|Anonymous | Login | Signup for a new account||2023-12-08 10:08 CST|
|Main | My View | View Issues | Change Log | Roadmap | Docs | Wiki | Repositories|
|Viewing Issue Advanced Details|
|ID||Category||Type||Reproducibility||Date Submitted||Last Update|
|0000296||[In-Portal CMS] Optimization||feature request||N/A||2009-09-16 00:56||2010-08-31 14:19|
|Reporter||Dmitry||View Status||public||Project Name||In-Portal CMS|
|ETA||none||Fixed in Version||Product Version||5.1.0|
|Target Version||Icebox||Product Build|
|Time Estimate||No estimate|
|Summary||0000296: Research and Create Optimization Plan|
We are in need to optimize our speeds.
Let's target to lower the loading page time - twice (2)!
Let's start with detailed profiling PHP, then MySQL and other aspects using ZEND Server/Profiler as the main tool for Benchmarking.
We definitely should use MemCached, but also consider Caching entire content on the files system.

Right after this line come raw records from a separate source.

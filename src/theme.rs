// Copyright 2025 the Runebender Xilem Authors
// SPDX-License-Identifier: Apache-2.0

//! Theme colors and constants
//!
//! All colors use hexadecimal format: Color::from_rgb8(0xRR, 0xGG, 0xBB)

use peniko::Color;

// ============================================================================
// BASE COLORS -- Generic colors for UI, a light to dark gradient
// ============================================================================
const BASE_A: Color = Color::from_rgb8(0xff, 0xff, 0xff);
const BASE_B: Color = Color::from_rgb8(0xf5, 0xf5, 0xf5);
const BASE_C: Color = Color::from_rgb8(0xd9, 0xd9, 0xd9);
const BASE_D: Color = Color::from_rgb8(0x55, 0x55, 0x55);
const BASE_E: Color = Color::from_rgb8(0x33, 0x33, 0x33);

// ============================================================================
// GLOBAL BACKGROUNDS
// ============================================================================
const APP_BACKGROUND: Color = BASE_A;

// ============================================================================
// UI TEXT AND LABELS
// ============================================================================
const PRIMARY_UI_TEXT: Color = BASE_E;
const SECONDARY_UI_TEXT: Color = BASE_D;

// ============================================================================
// CONTROL PANEL
// ============================================================================
const PANEL_BACKGROUND: Color = BASE_A;
const PANEL_OUTLINE: Color = BASE_C;
const OPTION_UNSELECTED: Color = BASE_B;
const OPTION_SELECTED: Color = Color::from_rgb8(0x16, 0x77, 0xff);
const OPTION_SELECTED_TEXT: Color = BASE_A;
const PRIMARY_BUTTON: Color = Color::from_rgb8(0x16, 0x77, 0xff);
const NOTICE_SUCCESS: Color = Color::from_rgb8(0x52, 0xc4, 0x1a);
const NOTICE_ERROR: Color = Color::from_rgb8(0xff, 0x4d, 0x4f);

// ============================================================================
// FIELD DIAGRAM
// ============================================================================
const FIELD_GRASS: Color = Color::from_rgb8(0x8b, 0xc3, 0x4a);
const FIELD_SHADOW: Color = Color::from_rgba8(0x00, 0x00, 0x00, 0x33);
const FIELD_LINES: Color = BASE_A;
const PITCH_SOIL: Color = Color::from_rgb8(0xc7, 0xac, 0x75);

const WICKETKEEPER: Color = Color::from_rgb8(0x18, 0x90, 0xff);
const BOWLER: Color = Color::from_rgb8(0xff, 0x4d, 0x4f);
const FIELDER: Color = Color::from_rgb8(0x72, 0x2e, 0xd1);
const MARKER_TEXT: Color = BASE_A;

const OVERLAY_TEXT: Color = BASE_A;
const OVERLAY_TEXT_SHADOW: Color = Color::from_rgba8(0x00, 0x00, 0x00, 0xb0);
const NOTES_PANEL: Color = Color::from_rgba8(0x00, 0x00, 0x00, 0x80);

// ============================================================================
// PUBLIC API - Don't edit below this line unless you know what you're doing
// ============================================================================

/// Global application background color
pub mod app {
    use super::Color;
    pub const BACKGROUND: Color = super::APP_BACKGROUND;
}

/// Colors for UI text
pub mod text {
    use super::Color;
    pub const PRIMARY: Color = super::PRIMARY_UI_TEXT;
    pub const SECONDARY: Color = super::SECONDARY_UI_TEXT;
}

/// Colors for the control panel
pub mod panel {
    use super::Color;
    pub const BACKGROUND: Color = super::PANEL_BACKGROUND;
    pub const OUTLINE: Color = super::PANEL_OUTLINE;
    /// Choice button background when not chosen
    pub const OPTION: Color = super::OPTION_UNSELECTED;
    /// Choice button background when chosen
    pub const OPTION_SELECTED: Color = super::OPTION_SELECTED;
    pub const OPTION_SELECTED_TEXT: Color = super::OPTION_SELECTED_TEXT;
    pub const PRIMARY_BUTTON: Color = super::PRIMARY_BUTTON;
    pub const NOTICE_SUCCESS: Color = super::NOTICE_SUCCESS;
    pub const NOTICE_ERROR: Color = super::NOTICE_ERROR;
}

/// Colors for the field diagram
pub mod field {
    use super::Color;
    pub const GRASS: Color = super::FIELD_GRASS;
    pub const SHADOW: Color = super::FIELD_SHADOW;
    /// Boundary rope, pitch outline and creases
    pub const LINES: Color = super::FIELD_LINES;
    pub const PITCH: Color = super::PITCH_SOIL;
}

/// Colors for fixed and movable markers
pub mod marker {
    use super::Color;
    pub const WICKETKEEPER: Color = super::WICKETKEEPER;
    pub const BOWLER: Color = super::BOWLER;
    pub const FIELDER: Color = super::FIELDER;
    pub const TEXT: Color = super::MARKER_TEXT;
}

/// Colors for export overlay content
pub mod overlay {
    use super::Color;
    pub const TEXT: Color = super::OVERLAY_TEXT;
    pub const TEXT_SHADOW: Color = super::OVERLAY_TEXT_SHADOW;
    pub const NOTES_PANEL: Color = super::NOTES_PANEL;
}

/// Sizes for rendering
pub mod size {
    // ===== Field =====
    /// Main field radius as a fraction of the surface width
    pub const FIELD_RADIUS_RATIO: f64 = 0.49;
    /// Pitch length as a fraction of the field radius
    pub const PITCH_LENGTH_RATIO: f64 = 0.6;
    /// Pitch width as a fraction of the field radius
    pub const PITCH_WIDTH_RATIO: f64 = 0.1;
    /// Boundary ring radius as a fraction of the field radius
    pub const BOUNDARY_RATIO: f64 = 0.95;
    /// Gap between pitch end and fixed markers, as a fraction of the field radius
    pub const FIXED_MARKER_GAP_RATIO: f64 = 0.1;
    /// Crease inset as a fraction of the pitch length
    pub const CREASE_INSET_RATIO: f64 = 0.1;

    pub const BOUNDARY_STROKE_WIDTH: f64 = 2.0;
    pub const BOUNDARY_DASH: [f64; 2] = [10.0, 5.0];
    pub const PITCH_STROKE_WIDTH: f64 = 0.5;
    pub const CREASE_STROKE_WIDTH: f64 = 1.0;
    /// Offset of the field drop shadow
    pub const FIELD_SHADOW_OFFSET: f64 = 5.0;

    // ===== Markers =====
    pub const MARKER_RADIUS: f64 = 8.0;
    pub const MARKER_FONT_SIZE: f64 = 10.0;
    /// Gap between marker circle and its name
    pub const MARKER_LABEL_GAP: f64 = 2.0;

    // ===== Overlay =====
    pub const OVERLAY_MARGIN: f64 = 10.0;
    pub const TITLE_FONT_SIZE: f64 = 24.0;
    pub const INFO_FONT_SIZE: f64 = 16.0;
    pub const INFO_FIRST_LINE: f64 = 30.0;
    pub const INFO_LINE_STEP: f64 = 20.0;
    pub const BOUNDARY_CAPTION_FONT_SIZE: f64 = 14.0;
    /// Caption inset from the boundary ring's right edge
    pub const BOUNDARY_CAPTION_INSET: f64 = 80.0;
    pub const NOTES_LINE_HEIGHT: f64 = 20.0;
    pub const NOTES_PADDING: f64 = 10.0;
    pub const NOTES_HEADING_FONT_SIZE: f64 = 16.0;
    pub const NOTES_FONT_SIZE: f64 = 14.0;
    pub const NOTES_CORNER_RADIUS: f64 = 5.0;

    // ===== UI Layout =====
    /// Width of the control panel
    pub const CONTROL_PANEL_WIDTH: f64 = 350.0;
    /// Padding inside the control panel
    pub const CONTROL_PANEL_PADDING: f64 = 16.0;
    /// Border thickness for panels and buttons
    pub const BORDER_WIDTH: f64 = 1.0;
    /// Rounded corner radius for panels and buttons
    pub const PANEL_RADIUS: f64 = 6.0;
}
//! Add/edit form workflow.
//!
//! # Responsibility
//! - Track whether a form is closed, open for create, or open for edit.
//! - Validate exactly once per submit attempt and emit a single commit.
//!
//! # Invariants
//! - Nothing is committed while validation errors remain.
//! - Edits keep the original record id; creates carry no id.
//! - Closing discards in-progress values and errors without confirmation.

pub mod values;

use crate::model::employee::{Employee, EmployeeDraft, EmployeeId, SchemaVariant};
use crate::validate::ValidationErrors;
use log::debug;

pub use values::FormValues;

/// Editable draft plus its current validation errors.
#[derive(Debug, Clone, PartialEq, Eq)]
pub struct FormState {
    pub values: FormValues,
    pub errors: ValidationErrors,
}

impl FormState {
    fn new(values: FormValues) -> Self {
        Self {
            values,
            errors: ValidationErrors::new(),
        }
    }
}

/// Observable form mode.
#[derive(Debug, Clone, Copy, PartialEq, Eq)]
pub enum FormMode {
    Closed,
    OpenForCreate,
    OpenForEdit(EmployeeId),
}

#[derive(Debug, Clone)]
enum Phase {
    Closed,
    Create(FormState),
    Edit { original: Employee, state: FormState },
}

/// Validated record the caller must apply to the store.
#[derive(Debug, Clone, PartialEq)]
pub enum Commit {
    /// New record; the store assigns its id.
    Create(EmployeeDraft),
    /// Replacement for the record with the same id.
    Update(Employee),
}

/// Result of one submit attempt.
#[derive(Debug, Clone, PartialEq)]
pub enum SubmitOutcome {
    /// Validation failed; the form stays open with these errors.
    Rejected(ValidationErrors),
    /// Validation passed; the form is now closed.
    Commit(Commit),
    /// No form was open.
    NotOpen,
}

/// Form state machine for one schema variant.
#[derive(Debug, Clone)]
pub struct FormController {
    variant: SchemaVariant,
    phase: Phase,
}

impl FormController {
    pub fn new(variant: SchemaVariant) -> Self {
        Self {
            variant,
            phase: Phase::Closed,
        }
    }

    pub fn variant(&self) -> SchemaVariant {
        self.variant
    }

    /// Opens for edit when `record` is given, otherwise for create.
    ///
    /// Any previously open draft is replaced and the error map is reset.
    pub fn open(&mut self, record: Option<&Employee>) {
        self.phase = match record {
            Some(original) => Phase::Edit {
                original: original.clone(),
                state: FormState::new(FormValues::from_employee(original)),
            },
            None => Phase::Create(FormState::new(FormValues::blank(self.variant))),
        };
        debug!(
            "event=form_open module=form status=ok mode={}",
            mode_label(self.mode())
        );
    }

    /// Sets one value and clears that field's error, if any.
    ///
    /// Returns `false` when no form is open.
    pub fn update_field(&mut self, name: &str, value: impl Into<String>) -> bool {
        let Some(state) = self.state_mut() else {
            return false;
        };
        state.values.set(name, value);
        state.errors.clear(name);
        true
    }

    /// Validates the open form and, on success, closes it and returns the
    /// record to commit.
    pub fn submit(&mut self) -> SubmitOutcome {
        let Some(state) = self.state_mut() else {
            debug!("event=form_submit module=form status=noop reason=closed");
            return SubmitOutcome::NotOpen;
        };

        let errors = state.values.validate();
        if !errors.is_empty() {
            state.errors = errors.clone();
            debug!(
                "event=form_submit module=form status=rejected errors={}",
                errors.len()
            );
            return SubmitOutcome::Rejected(errors);
        }

        let draft = match state.values.to_draft() {
            Ok(draft) => draft,
            Err(errors) => {
                state.errors = errors.clone();
                return SubmitOutcome::Rejected(errors);
            }
        };

        let commit = match &self.phase {
            Phase::Edit { original, .. } => Commit::Update(Employee::from_draft(original.id, draft)),
            Phase::Create(_) | Phase::Closed => Commit::Create(draft),
        };
        self.phase = Phase::Closed;
        debug!("event=form_submit module=form status=ok");
        SubmitOutcome::Commit(commit)
    }

    /// Closes unconditionally, discarding values and errors.
    pub fn close(&mut self) {
        self.phase = Phase::Closed;
    }

    pub fn mode(&self) -> FormMode {
        match &self.phase {
            Phase::Closed => FormMode::Closed,
            Phase::Create(_) => FormMode::OpenForCreate,
            Phase::Edit { original, .. } => FormMode::OpenForEdit(original.id),
        }
    }

    pub fn is_open(&self) -> bool {
        !matches!(self.phase, Phase::Closed)
    }

    pub fn state(&self) -> Option<&FormState> {
        match &self.phase {
            Phase::Closed => None,
            Phase::Create(state) | Phase::Edit { state, .. } => Some(state),
        }
    }

    /// Record being edited, as it was when the form opened.
    pub fn editing(&self) -> Option<&Employee> {
        match &self.phase {
            Phase::Edit { original, .. } => Some(original),
            _ => None,
        }
    }

    fn state_mut(&mut self) -> Option<&mut FormState> {
        match &mut self.phase {
            Phase::Closed => None,
            Phase::Create(state) | Phase::Edit { state, .. } => Some(state),
        }
    }
}

fn mode_label(mode: FormMode) -> &'static str {
    match mode {
        FormMode::Closed => "closed",
        FormMode::OpenForCreate => "create",
        FormMode::OpenForEdit(_) => "edit",
    }
}

#[cfg(test)]
mod tests {
    use super::{Commit, FormController, FormMode, SubmitOutcome};
    use crate::model::employee::{Employee, EmployeeId, EmployeeProfile, SchemaVariant};
    use crate::validate::FieldErrorKind;

    fn fill_valid(form: &mut FormController) {
        for (name, value) in [
            ("firstName", "Ada"),
            ("lastName", "Lovelace"),
            ("email", "ada@example.com"),
            ("phone", "+44 20 7946 0000"),
            ("department", "Tech"),
            ("position", "Senior"),
            ("startDate", "2024-01-15"),
            ("birthDate", "1815-12-10"),
        ] {
            assert!(form.update_field(name, value));
        }
    }

    #[test]
    fn rejected_submit_keeps_form_open_with_errors() {
        let mut form = FormController::new(SchemaVariant::WithBirthDate);
        form.open(None);
        form.update_field("firstName", "Ada");

        let SubmitOutcome::Rejected(errors) = form.submit() else {
            panic!("blank email must reject");
        };
        assert_eq!(errors.get("email").map(|e| e.kind), Some(FieldErrorKind::Required));
        assert!(!errors.contains("firstName"));
        assert_eq!(form.mode(), FormMode::OpenForCreate);
        assert_eq!(form.state().map(|s| s.errors.len()), Some(errors.len()));
    }

    #[test]
    fn stray_field_of_another_variant_does_not_block_submit() {
        let mut form = FormController::new(SchemaVariant::WithBirthDate);
        form.open(None);
        fill_valid(&mut form);
        form.update_field("salary", "not a number");

        let SubmitOutcome::Commit(Commit::Create(draft)) = form.submit() else {
            panic!("birth-date form must ignore salary");
        };
        assert_eq!(draft.profile.birth_date(), Some("1815-12-10"));
        assert_eq!(draft.profile.salary(), None);
    }

    #[test]
    fn update_field_clears_only_that_error() {
        let mut form = FormController::new(SchemaVariant::WithBirthDate);
        form.open(None);
        form.submit();
        form.update_field("email", "x");

        let state = form.state().unwrap();
        assert!(!state.errors.contains("email"));
        assert!(state.errors.contains("phone"));
    }

    #[test]
    fn valid_create_closes_and_commits_once() {
        let mut form = FormController::new(SchemaVariant::WithBirthDate);
        form.open(None);
        fill_valid(&mut form);

        let SubmitOutcome::Commit(Commit::Create(draft)) = form.submit() else {
            panic!("valid form must commit");
        };
        assert_eq!(draft.first_name, "Ada");
        assert_eq!(draft.profile.birth_date(), Some("1815-12-10"));
        assert_eq!(form.mode(), FormMode::Closed);
        assert!(form.state().is_none());
        assert_eq!(form.submit(), SubmitOutcome::NotOpen);
    }

    #[test]
    fn edit_preserves_original_id() {
        let original = Employee {
            id: EmployeeId::new(7),
            first_name: "Ada".to_string(),
            last_name: "Byron".to_string(),
            email: "ada@example.com".to_string(),
            phone: "+44 20 7946 0000".to_string(),
            department: "Tech".to_string(),
            position: "Senior".to_string(),
            start_date: "2024-01-15".to_string(),
            profile: EmployeeProfile::WithBirthDate {
                birth_date: "1815-12-10".to_string(),
            },
        };
        let mut form = FormController::new(SchemaVariant::WithBirthDate);
        form.open(Some(&original));
        assert_eq!(form.mode(), FormMode::OpenForEdit(EmployeeId::new(7)));
        form.update_field("lastName", "Lovelace");

        let SubmitOutcome::Commit(Commit::Update(updated)) = form.submit() else {
            panic!("valid edit must commit");
        };
        assert_eq!(updated.id, EmployeeId::new(7));
        assert_eq!(updated.last_name, "Lovelace");
        assert_eq!(updated.first_name, original.first_name);
    }

    #[test]
    fn close_discards_draft() {
        let mut form = FormController::new(SchemaVariant::Minimal);
        form.open(None);
        form.update_field("firstName", "Ada");
        form.close();
        assert!(!form.is_open());
        assert!(!form.update_field("firstName", "Grace"));

        form.open(None);
        assert_eq!(form.state().and_then(|s| s.values.get("firstName")), Some(""));
    }
}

Results, ideas and other notes can be added here and then moved into separate tasks.
|Steps To Reproduce|
|Tags||No tags attached.|
|Change Log Message|
We have very good starting point with our current memcache integration (see 0000107), but it still could be perfected.
Fallback for web servers without memcache
As fallback variant for web server without memcache we could implement memcache analog (without distributed data storage of course), where actual data will be stored in database and agent, that will clean expired records on regular basis. In case if one slow query (when calculating data) is replaced with one quick query (when retrieving cached data) that's still a performance boost (total query runtime is decremented). This of course will increment total amount of memory usage by script, because data, that will be retrieved from our pseudo-memcache will be stored locally in memory, but if this helps to decrease script runtime, then it's worth it.
Cached data expiration
When using memcache there is one slight problem: we can't exactly ask it about what data exactly being stored without knowing exact key under which data was stored for the first time. As a workaround we have implemented "serial number" system. Idea about them is, that we have set (as much as we need) of variables, called serial numbers (e.g. CacheRebuildSerial, PermissionRebuildSerial, MasterSerial, etc.) that are also stored in memcache. Serial number variables are stored with infinite expiration time (they never expired on their own), and variables, that use them also should be stored with same (infinite) expiration time. Each variable is a number, that is periodically incremented when related to it data is changed. When decision is made to store some data in memcache, then cached key name should also contain current serial number of requested type, for example user permission check result is calculated once and then is stored in cached variable named "UserPermission-<user_id>-<user_groups>-<category_id>-<PermissionRebuildSerial>". In case if user is added/removed to group, when "<user_groups>" part of key will differ from cached data and data will recalculated when asked (not the time user group list is changed). Old key will automatically be cleaned by memcache (not by expiration time) during regular garbage collection run. For cases, when some group permission is changed without changing user groups, then "PermissionRebuildSerial" variable will be incremented this way invalidation all data, that was stored before using it's previous value as part of cached variable name.
Why to cache
Caching decrements total script runtime, but sometimes increments memory amount used by script. When cached data is stored outside of main script (like in memcache), then memory amount used by script is not dramatically increased.
What to put in cache
In case if same database queries are executed from different places in system, then firstly we should determine if this is really needed and in case if it is we should place such database query result in case for later using. This way we directly decrement total database query count and decrease database server load. Also we could put executed template parts (pure html) or even whole executed templates (pure html) in cache. This way we decrement load on both web server and database server, because we simply get requested template part (or template) and don't calculate anything.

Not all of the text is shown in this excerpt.